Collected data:
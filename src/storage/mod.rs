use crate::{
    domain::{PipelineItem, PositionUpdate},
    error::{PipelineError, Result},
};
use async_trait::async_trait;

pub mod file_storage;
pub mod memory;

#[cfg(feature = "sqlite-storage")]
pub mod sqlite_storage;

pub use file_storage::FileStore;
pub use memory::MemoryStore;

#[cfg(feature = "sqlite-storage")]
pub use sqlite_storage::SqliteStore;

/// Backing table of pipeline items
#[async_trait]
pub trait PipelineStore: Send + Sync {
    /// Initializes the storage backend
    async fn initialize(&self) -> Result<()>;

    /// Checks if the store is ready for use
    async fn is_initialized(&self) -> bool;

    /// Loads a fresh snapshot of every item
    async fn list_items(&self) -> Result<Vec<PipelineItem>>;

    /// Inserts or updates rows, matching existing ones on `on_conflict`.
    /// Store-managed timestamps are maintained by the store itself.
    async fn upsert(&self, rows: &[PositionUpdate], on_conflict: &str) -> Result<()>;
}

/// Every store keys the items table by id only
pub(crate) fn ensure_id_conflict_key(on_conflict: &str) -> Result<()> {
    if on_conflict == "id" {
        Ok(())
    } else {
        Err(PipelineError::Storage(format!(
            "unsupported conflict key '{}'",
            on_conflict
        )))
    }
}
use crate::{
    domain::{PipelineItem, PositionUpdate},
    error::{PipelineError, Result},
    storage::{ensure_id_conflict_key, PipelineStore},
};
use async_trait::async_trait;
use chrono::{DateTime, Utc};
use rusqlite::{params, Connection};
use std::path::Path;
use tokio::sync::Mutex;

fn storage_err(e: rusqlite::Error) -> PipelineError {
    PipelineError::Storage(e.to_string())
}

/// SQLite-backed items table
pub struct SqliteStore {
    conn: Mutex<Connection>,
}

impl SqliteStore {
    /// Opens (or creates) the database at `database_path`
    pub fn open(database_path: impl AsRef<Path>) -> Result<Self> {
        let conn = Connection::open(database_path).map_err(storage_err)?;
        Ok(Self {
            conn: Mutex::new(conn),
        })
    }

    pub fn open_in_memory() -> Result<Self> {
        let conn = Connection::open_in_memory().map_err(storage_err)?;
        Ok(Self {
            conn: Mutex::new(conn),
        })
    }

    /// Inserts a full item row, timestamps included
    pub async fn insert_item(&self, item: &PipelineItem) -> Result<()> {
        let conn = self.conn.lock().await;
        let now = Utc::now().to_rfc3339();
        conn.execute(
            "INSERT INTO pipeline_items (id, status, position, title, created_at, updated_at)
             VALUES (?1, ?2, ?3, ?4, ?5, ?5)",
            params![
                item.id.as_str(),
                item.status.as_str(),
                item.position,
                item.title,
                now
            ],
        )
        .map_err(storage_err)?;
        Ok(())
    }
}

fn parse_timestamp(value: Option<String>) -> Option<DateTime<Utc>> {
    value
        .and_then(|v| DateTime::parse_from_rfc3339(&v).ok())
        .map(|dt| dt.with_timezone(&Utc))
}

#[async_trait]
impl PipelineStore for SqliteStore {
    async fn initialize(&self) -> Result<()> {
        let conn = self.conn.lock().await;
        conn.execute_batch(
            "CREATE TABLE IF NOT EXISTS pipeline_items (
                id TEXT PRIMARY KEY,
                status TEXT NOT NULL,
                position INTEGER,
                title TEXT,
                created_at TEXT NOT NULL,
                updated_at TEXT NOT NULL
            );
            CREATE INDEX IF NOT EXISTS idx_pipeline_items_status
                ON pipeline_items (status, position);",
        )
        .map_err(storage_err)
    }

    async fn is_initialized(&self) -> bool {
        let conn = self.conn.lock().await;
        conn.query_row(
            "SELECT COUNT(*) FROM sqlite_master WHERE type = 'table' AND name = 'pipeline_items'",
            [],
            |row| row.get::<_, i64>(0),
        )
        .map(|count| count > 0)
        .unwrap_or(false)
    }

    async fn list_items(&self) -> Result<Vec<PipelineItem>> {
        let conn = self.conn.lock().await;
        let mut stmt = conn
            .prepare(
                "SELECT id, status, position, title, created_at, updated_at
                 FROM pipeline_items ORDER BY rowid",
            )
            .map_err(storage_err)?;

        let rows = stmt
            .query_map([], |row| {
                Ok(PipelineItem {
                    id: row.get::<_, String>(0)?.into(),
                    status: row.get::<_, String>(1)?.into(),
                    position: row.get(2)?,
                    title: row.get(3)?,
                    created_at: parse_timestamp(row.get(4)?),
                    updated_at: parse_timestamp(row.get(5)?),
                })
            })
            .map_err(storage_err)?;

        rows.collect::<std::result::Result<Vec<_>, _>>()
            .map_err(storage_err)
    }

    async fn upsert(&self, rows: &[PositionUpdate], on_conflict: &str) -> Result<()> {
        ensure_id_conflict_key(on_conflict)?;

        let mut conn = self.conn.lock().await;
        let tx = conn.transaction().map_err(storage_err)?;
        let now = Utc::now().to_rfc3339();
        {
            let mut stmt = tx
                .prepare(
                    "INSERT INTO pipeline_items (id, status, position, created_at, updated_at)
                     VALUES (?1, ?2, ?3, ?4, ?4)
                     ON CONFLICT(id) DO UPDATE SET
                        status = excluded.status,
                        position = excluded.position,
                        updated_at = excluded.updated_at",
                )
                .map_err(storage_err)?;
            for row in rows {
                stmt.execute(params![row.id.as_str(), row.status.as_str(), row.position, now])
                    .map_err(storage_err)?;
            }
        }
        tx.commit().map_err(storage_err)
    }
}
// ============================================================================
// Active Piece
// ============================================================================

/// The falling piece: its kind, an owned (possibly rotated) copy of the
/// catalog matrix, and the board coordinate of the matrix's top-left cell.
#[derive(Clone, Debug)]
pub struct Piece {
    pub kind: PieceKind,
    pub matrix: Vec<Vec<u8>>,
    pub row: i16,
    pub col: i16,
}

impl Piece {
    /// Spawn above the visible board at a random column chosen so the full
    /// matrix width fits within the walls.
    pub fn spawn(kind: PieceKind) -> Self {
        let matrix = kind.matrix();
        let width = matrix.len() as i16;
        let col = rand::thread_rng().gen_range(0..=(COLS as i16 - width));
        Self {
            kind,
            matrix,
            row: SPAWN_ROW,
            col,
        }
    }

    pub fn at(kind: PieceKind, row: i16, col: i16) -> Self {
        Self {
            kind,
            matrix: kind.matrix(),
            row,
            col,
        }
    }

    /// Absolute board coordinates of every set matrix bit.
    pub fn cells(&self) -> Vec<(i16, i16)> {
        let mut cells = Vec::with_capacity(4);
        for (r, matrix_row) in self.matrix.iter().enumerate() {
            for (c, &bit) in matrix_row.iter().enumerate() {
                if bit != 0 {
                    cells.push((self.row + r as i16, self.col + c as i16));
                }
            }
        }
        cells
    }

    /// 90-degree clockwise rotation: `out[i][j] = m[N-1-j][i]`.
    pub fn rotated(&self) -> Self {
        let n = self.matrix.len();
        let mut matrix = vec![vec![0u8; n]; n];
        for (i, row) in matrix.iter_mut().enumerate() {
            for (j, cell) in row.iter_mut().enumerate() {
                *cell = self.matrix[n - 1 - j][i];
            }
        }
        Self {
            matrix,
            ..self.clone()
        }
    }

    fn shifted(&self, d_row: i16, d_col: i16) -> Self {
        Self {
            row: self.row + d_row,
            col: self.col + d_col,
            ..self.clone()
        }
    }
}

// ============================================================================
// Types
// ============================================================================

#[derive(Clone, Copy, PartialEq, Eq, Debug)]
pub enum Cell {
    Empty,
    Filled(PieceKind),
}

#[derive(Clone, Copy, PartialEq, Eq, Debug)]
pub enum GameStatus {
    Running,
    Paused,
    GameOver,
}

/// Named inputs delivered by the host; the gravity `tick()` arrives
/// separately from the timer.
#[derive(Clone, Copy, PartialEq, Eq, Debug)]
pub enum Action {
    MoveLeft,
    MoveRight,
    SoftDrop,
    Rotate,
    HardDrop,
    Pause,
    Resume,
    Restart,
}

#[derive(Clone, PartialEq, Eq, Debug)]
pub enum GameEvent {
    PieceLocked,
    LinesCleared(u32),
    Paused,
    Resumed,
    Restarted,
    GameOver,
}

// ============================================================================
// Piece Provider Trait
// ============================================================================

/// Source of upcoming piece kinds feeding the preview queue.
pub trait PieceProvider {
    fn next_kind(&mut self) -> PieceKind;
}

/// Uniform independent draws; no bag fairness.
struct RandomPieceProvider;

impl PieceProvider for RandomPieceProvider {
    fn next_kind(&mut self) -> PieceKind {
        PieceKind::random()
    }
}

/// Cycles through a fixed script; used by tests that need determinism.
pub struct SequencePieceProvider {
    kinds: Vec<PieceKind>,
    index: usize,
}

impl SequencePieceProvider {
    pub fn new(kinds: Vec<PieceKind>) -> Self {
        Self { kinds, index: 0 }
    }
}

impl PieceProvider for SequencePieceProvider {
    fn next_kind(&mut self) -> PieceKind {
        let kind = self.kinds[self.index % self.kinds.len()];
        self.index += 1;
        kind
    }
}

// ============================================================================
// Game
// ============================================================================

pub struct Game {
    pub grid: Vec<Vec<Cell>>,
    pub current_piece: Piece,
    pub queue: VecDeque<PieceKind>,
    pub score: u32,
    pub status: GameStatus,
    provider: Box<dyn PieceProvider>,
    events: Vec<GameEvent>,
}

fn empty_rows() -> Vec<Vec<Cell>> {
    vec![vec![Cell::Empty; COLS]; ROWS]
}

- **How to complete this task**
Please give the number of lines in the data above where the word "queue" appears, and nothing besides.

- **Result below**
2